Language-generation algorithms are known to embed racist and sexist ideas. They’re trained on the language of the internet, including the dark corners of Reddit and Twitter that may include hate speech and disinformation. Whatever harmful ideas are present in those forums get normalized as part of their learning.
Researchers have now demonstrated that the same can be true for image-generation algorithms. Feed one a photo of a man cropped right below his neck, and 43% of the time, it will autocomplete him wearing a suit. Feed the same one a cropped photo of a woman, even a famous woman like US Representative Alexandria Ocasio-Cortez, and 53% of the time, it will autocomplete her wearing a low-cut top or bikini. This has implications not just for image generation, but for all computer-vision applications, including video-based candidate assessment algorithms, facial recognition, and surveillance.

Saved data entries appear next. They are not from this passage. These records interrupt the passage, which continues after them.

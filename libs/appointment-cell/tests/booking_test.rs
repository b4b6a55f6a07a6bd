use assert_matches::assert_matches;
use chrono::{Duration, Utc};
use serde_json::json;
use uuid::Uuid;
use wiremock::matchers::{body_partial_json, method, path, query_param};
use wiremock::{Mock, MockServer, ResponseTemplate};

use appointment_cell::models::AppointmentError;
use appointment_cell::{
    AppointmentBookingService, BookAppointmentRequest, CancelAppointmentRequest,
};
use shared_models::records::AppointmentStatus;
use shared_utils::test_utils::{TestConfig, TestUser};

fn appointment_row(
    id: Uuid,
    patient_id: Uuid,
    doctor_id: Uuid,
    date: &str,
    status: &str,
) -> serde_json::Value {
    json!({
        "id": id,
        "patient_id": patient_id,
        "doctor_id": doctor_id,
        "doctor_name": "Dr. Smith",
        "patient_name": "Jane Doe",
        "date": date,
        "time": "10:00 AM",
        "status": status,
        "reason": "Checkup",
        "specialty": "Cardiologist",
        "created_at": Utc::now().to_rfc3339(),
        "updated_at": Utc::now().to_rfc3339(),
    })
}

#[tokio::test]
async fn booking_writes_a_confirmed_appointment() {
    let mock_server = MockServer::start().await;
    let appointment_id = Uuid::new_v4();
    let patient_id = Uuid::new_v4();
    let doctor_id = Uuid::new_v4();
    let date = (Utc::now() + Duration::days(7)).date_naive();
    let date_str = date.format("%Y-%m-%d").to_string();

    Mock::given(method("POST"))
        .and(path("/rest/v1/appointments"))
        .and(body_partial_json(json!({
            "status": "confirmed",
            "time": "10:00 AM",
            "date": date_str,
        })))
        .respond_with(ResponseTemplate::new(201).set_body_json(json!([
            appointment_row(appointment_id, patient_id, doctor_id, &date_str, "confirmed")
        ])))
        .expect(1)
        .mount(&mock_server)
        .await;

    // Patient lookup for the confirmation email.
    Mock::given(method("GET"))
        .and(path("/rest/v1/users"))
        .and(query_param("id", format!("eq.{}", patient_id)))
        .respond_with(ResponseTemplate::new(200).set_body_json(json!([
            { "id": patient_id, "email": "jane@example.com", "full_name": "Jane Doe" }
        ])))
        .mount(&mock_server)
        .await;

    let config = TestConfig::with_store_url(&mock_server.uri()).to_app_config();
    let service = AppointmentBookingService::new(&config);

    let (appointment, envelope) = service
        .book(BookAppointmentRequest {
            patient_id,
            doctor_id,
            doctor_name: "Dr. Smith".to_string(),
            patient_name: "Jane Doe".to_string(),
            date,
            time: "10:00 AM".parse().unwrap(),
            reason: Some("Checkup".to_string()),
            specialty: Some("Cardiologist".to_string()),
        })
        .await
        .unwrap();

    assert_eq!(appointment.status, AppointmentStatus::Confirmed);
    assert_eq!(appointment.time.to_string(), "10:00 AM");
    assert_eq!(envelope.agent, "BookingAgent");
    assert_eq!(envelope.status, "success");
}

#[tokio::test]
async fn cancel_patches_the_status_and_keeps_the_record() {
    let mock_server = MockServer::start().await;
    let appointment_id = Uuid::new_v4();
    let patient_id = Uuid::new_v4();
    let doctor_id = Uuid::new_v4();

    Mock::given(method("GET"))
        .and(path("/rest/v1/appointments"))
        .and(query_param("id", format!("eq.{}", appointment_id)))
        .respond_with(ResponseTemplate::new(200).set_body_json(json!([
            appointment_row(appointment_id, patient_id, doctor_id, "2025-03-10", "confirmed")
        ])))
        .mount(&mock_server)
        .await;

    Mock::given(method("PATCH"))
        .and(path("/rest/v1/appointments"))
        .and(query_param("id", format!("eq.{}", appointment_id)))
        .and(body_partial_json(json!({ "status": "cancelled" })))
        .respond_with(ResponseTemplate::new(200).set_body_json(json!([
            appointment_row(appointment_id, patient_id, doctor_id, "2025-03-10", "cancelled")
        ])))
        .expect(1)
        .mount(&mock_server)
        .await;

    let config = TestConfig::with_store_url(&mock_server.uri()).to_app_config();
    let service = AppointmentBookingService::new(&config);

    // The owning patient may cancel.
    let mut user = TestUser::patient("jane@example.com").to_auth_user();
    user.id = patient_id.to_string();

    let (appointment, _) = service
        .cancel(
            appointment_id,
            CancelAppointmentRequest {
                reason: Some("Feeling better".to_string()),
            },
            &user,
        )
        .await
        .unwrap();

    assert_eq!(appointment.status, AppointmentStatus::Cancelled);
}

#[tokio::test]
async fn uninvolved_patients_cannot_cancel() {
    let mock_server = MockServer::start().await;
    let appointment_id = Uuid::new_v4();

    Mock::given(method("GET"))
        .and(path("/rest/v1/appointments"))
        .respond_with(ResponseTemplate::new(200).set_body_json(json!([
            appointment_row(appointment_id, Uuid::new_v4(), Uuid::new_v4(), "2025-03-10", "confirmed")
        ])))
        .mount(&mock_server)
        .await;

    let config = TestConfig::with_store_url(&mock_server.uri()).to_app_config();
    let service = AppointmentBookingService::new(&config);
    let intruder = TestUser::patient("other@example.com").to_auth_user();

    let result = service
        .cancel(appointment_id, CancelAppointmentRequest::default(), &intruder)
        .await;

    assert_matches!(result, Err(AppointmentError::NotAuthorized));
}

#[tokio::test]
async fn listing_is_scoped_to_the_caller() {
    let mock_server = MockServer::start().await;
    let patient = TestUser::patient("jane@example.com");

    Mock::given(method("GET"))
        .and(path("/rest/v1/appointments"))
        .and(query_param("patient_id", format!("eq.{}", patient.id)))
        .respond_with(ResponseTemplate::new(200).set_body_json(json!([
            appointment_row(
                Uuid::new_v4(),
                patient.id.parse().unwrap(),
                Uuid::new_v4(),
                "2025-03-10",
                "confirmed",
            )
        ])))
        .expect(1)
        .mount(&mock_server)
        .await;

    let config = TestConfig::with_store_url(&mock_server.uri()).to_app_config();
    let service = AppointmentBookingService::new(&config);

    let appointments = service.list_for(&patient.to_auth_user()).await.unwrap();
    assert_eq!(appointments.len(), 1);
    assert_eq!(appointments[0].patient_id.to_string(), patient.id);
}

#[tokio::test]
async fn missing_appointment_is_not_found() {
    let mock_server = MockServer::start().await;

    Mock::given(method("GET"))
        .and(path("/rest/v1/appointments"))
        .respond_with(ResponseTemplate::new(200).set_body_json(json!([])))
        .mount(&mock_server)
        .await;

    let config = TestConfig::with_store_url(&mock_server.uri()).to_app_config();
    let service = AppointmentBookingService::new(&config);

    assert_matches!(service.get(Uuid::new_v4()).await, Err(AppointmentError::NotFound));
}
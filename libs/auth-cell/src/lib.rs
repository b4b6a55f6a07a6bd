pub mod handlers;
pub mod models;
pub mod router;

pub use models::{LoginRequest, RegisterRequest, TokenResponse, UserResponse};
pub use router::auth_routes;
//! Fundflow - Distributed Money-Transfer Saga Engine
//!
//! Two cooperating services move funds between wallets by exchanging
//! events over a partitioned log, with no central orchestrator:
//!
//! - [`coordinator`] - Transaction coordinator owning the Transfer saga
//! - [`ledger`] - Wallet ledger performing idempotent debit/credit/refund
//! - [`outbox`] - Transactional outbox with a polling publisher
//! - [`broker`] - Kafka producer/consumer plumbing
//! - [`events`] - The closed saga event vocabulary
//!
//! Cross-service correctness rests on three mechanisms: atomic
//! write-then-publish via the outbox, the ledger's `(wallet_id,
//! transaction_id)` idempotency key, and conditional saga state
//! transitions. Together they yield exactly-once business effects on an
//! at-least-once broker.

// Core types - must be first!
pub mod core_types;

// Configuration and infrastructure
pub mod config;
pub mod db;
pub mod logging;
pub mod schema;

// Messaging
pub mod broker;
pub mod events;
pub mod outbox;

// Services
pub mod coordinator;
pub mod ledger;

// Convenient re-exports at crate root
pub use config::AppConfig;
pub use core_types::{Amount, TransferId, WalletId, new_id, refund_transaction_id};
pub use events::{SagaEvent, Topic};
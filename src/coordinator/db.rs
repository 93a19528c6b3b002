//! Transfer persistence.
//!
//! All state transitions are conditional updates guarded by the expected
//! current status; the affected-row count decides the winner. The status
//! change and the outbox rows for its resulting events commit in one local
//! transaction, which is what makes write-then-publish atomic.

use chrono::{DateTime, Utc};
use sqlx::{FromRow, PgPool};

use super::error::CoordinatorError;
use super::status::TransferStatus;
use crate::core_types::{Amount, TransferId, WalletId};
use crate::events::SagaEvent;
use crate::outbox;

/// A transfer saga record.
#[derive(Debug, Clone, FromRow)]
pub struct Transfer {
    pub transfer_id: TransferId,
    pub sender_wallet_id: WalletId,
    pub receiver_wallet_id: WalletId,
    pub amount: Amount,
    #[sqlx(try_from = "String")]
    pub status: TransferStatus,
    pub failure_reason: Option<String>,
    pub timeout_at: DateTime<Utc>,
    pub created_at: DateTime<Utc>,
    pub updated_at: DateTime<Utc>,
}

const TRANSFER_COLUMNS: &str = "transfer_id, sender_wallet_id, receiver_wallet_id, amount, \
     status, failure_reason, timeout_at, created_at, updated_at";

/// Transfer database operations.
pub struct TransferDb {
    pool: PgPool,
}

impl TransferDb {
    pub fn new(pool: PgPool) -> Self {
        Self { pool }
    }

    pub fn pool(&self) -> &PgPool {
        &self.pool
    }

    /// Insert a new transfer together with the outbox rows for `events`.
    pub async fn create(
        &self,
        transfer: &Transfer,
        events: &[SagaEvent],
    ) -> Result<(), CoordinatorError> {
        let mut tx = self.pool.begin().await?;

        sqlx::query(
            r#"
            INSERT INTO transfers
                (transfer_id, sender_wallet_id, receiver_wallet_id, amount,
                 status, failure_reason, timeout_at)
            VALUES ($1, $2, $3, $4, $5, $6, $7)
            "#,
        )
        .bind(transfer.transfer_id)
        .bind(transfer.sender_wallet_id)
        .bind(transfer.receiver_wallet_id)
        .bind(transfer.amount)
        .bind(transfer.status.as_str())
        .bind(&transfer.failure_reason)
        .bind(transfer.timeout_at)
        .execute(&mut *tx)
        .await?;

        for event in events {
            outbox::append(&mut tx, event).await?;
        }

        tx.commit().await?;
        Ok(())
    }

    /// Get a transfer by id.
    pub async fn get(&self, transfer_id: TransferId) -> Result<Option<Transfer>, CoordinatorError> {
        let transfer = sqlx::query_as::<_, Transfer>(&format!(
            "SELECT {TRANSFER_COLUMNS} FROM transfers WHERE transfer_id = $1"
        ))
        .bind(transfer_id)
        .fetch_optional(&self.pool)
        .await?;

        Ok(transfer)
    }

    /// Conditional transition: move `transfer_id` from `expected` to `new`
    /// and append the outbox rows for `events`, all in one transaction.
    ///
    /// Returns false when the guard fails (duplicate delivery or a race
    /// with the timeout scanner); the loser leaves no observable effect.
    pub async fn transition(
        &self,
        transfer_id: TransferId,
        expected: TransferStatus,
        new: TransferStatus,
        failure_reason: Option<&str>,
        events: &[SagaEvent],
    ) -> Result<bool, CoordinatorError> {
        let mut tx = self.pool.begin().await?;

        let result = sqlx::query(
            r#"
            UPDATE transfers
            SET status = $1,
                failure_reason = COALESCE($2, failure_reason),
                updated_at = NOW()
            WHERE transfer_id = $3 AND status = $4
            "#,
        )
        .bind(new.as_str())
        .bind(failure_reason)
        .bind(transfer_id)
        .bind(expected.as_str())
        .execute(&mut *tx)
        .await?;

        if result.rows_affected() == 0 {
            tx.rollback().await?;
            return Ok(false);
        }

        for event in events {
            outbox::append(&mut tx, event).await?;
        }

        tx.commit().await?;
        Ok(true)
    }

    /// Find stuck sagas: non-terminal transfers past their deadline,
    /// oldest deadline first.
    pub async fn find_expired(&self, limit: i64) -> Result<Vec<Transfer>, CoordinatorError> {
        let transfers = sqlx::query_as::<_, Transfer>(&format!(
            r#"
            SELECT {TRANSFER_COLUMNS}
            FROM transfers
            WHERE status IN ('PENDING', 'DEBITED')
              AND timeout_at < NOW()
            ORDER BY timeout_at ASC
            LIMIT $1
            "#
        ))
        .bind(limit)
        .fetch_all(&self.pool)
        .await?;

        Ok(transfers)
    }
}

Ryan Steed, a PhD student at Carnegie Mellon University, and Aylin Caliskan, an assistant professor at George Washington University, looked at two algorithms: OpenAI’s iGPT (a version of GPT-2 that is trained on pixels instead of words) and Google’s SimCLR. While each algorithm approaches learning images differently, they share an important characteristic—they both use completely unsupervised learning, meaning they do not need humans to label the images.
This is a relatively new innovation as of 2020. Previous computer-vision algorithms mainly used supervised learning, which involves feeding them manually labeled images: cat photos with the tag “cat” and baby photos with the tag “baby.” But in 2019, researcher Kate Crawford and artist Trevor Paglen found that these human-created labels in ImageNet, the most foundational image data set for training computer-vision models, sometimes contain disturbing language, like “slut” for women and racial slurs for minorities.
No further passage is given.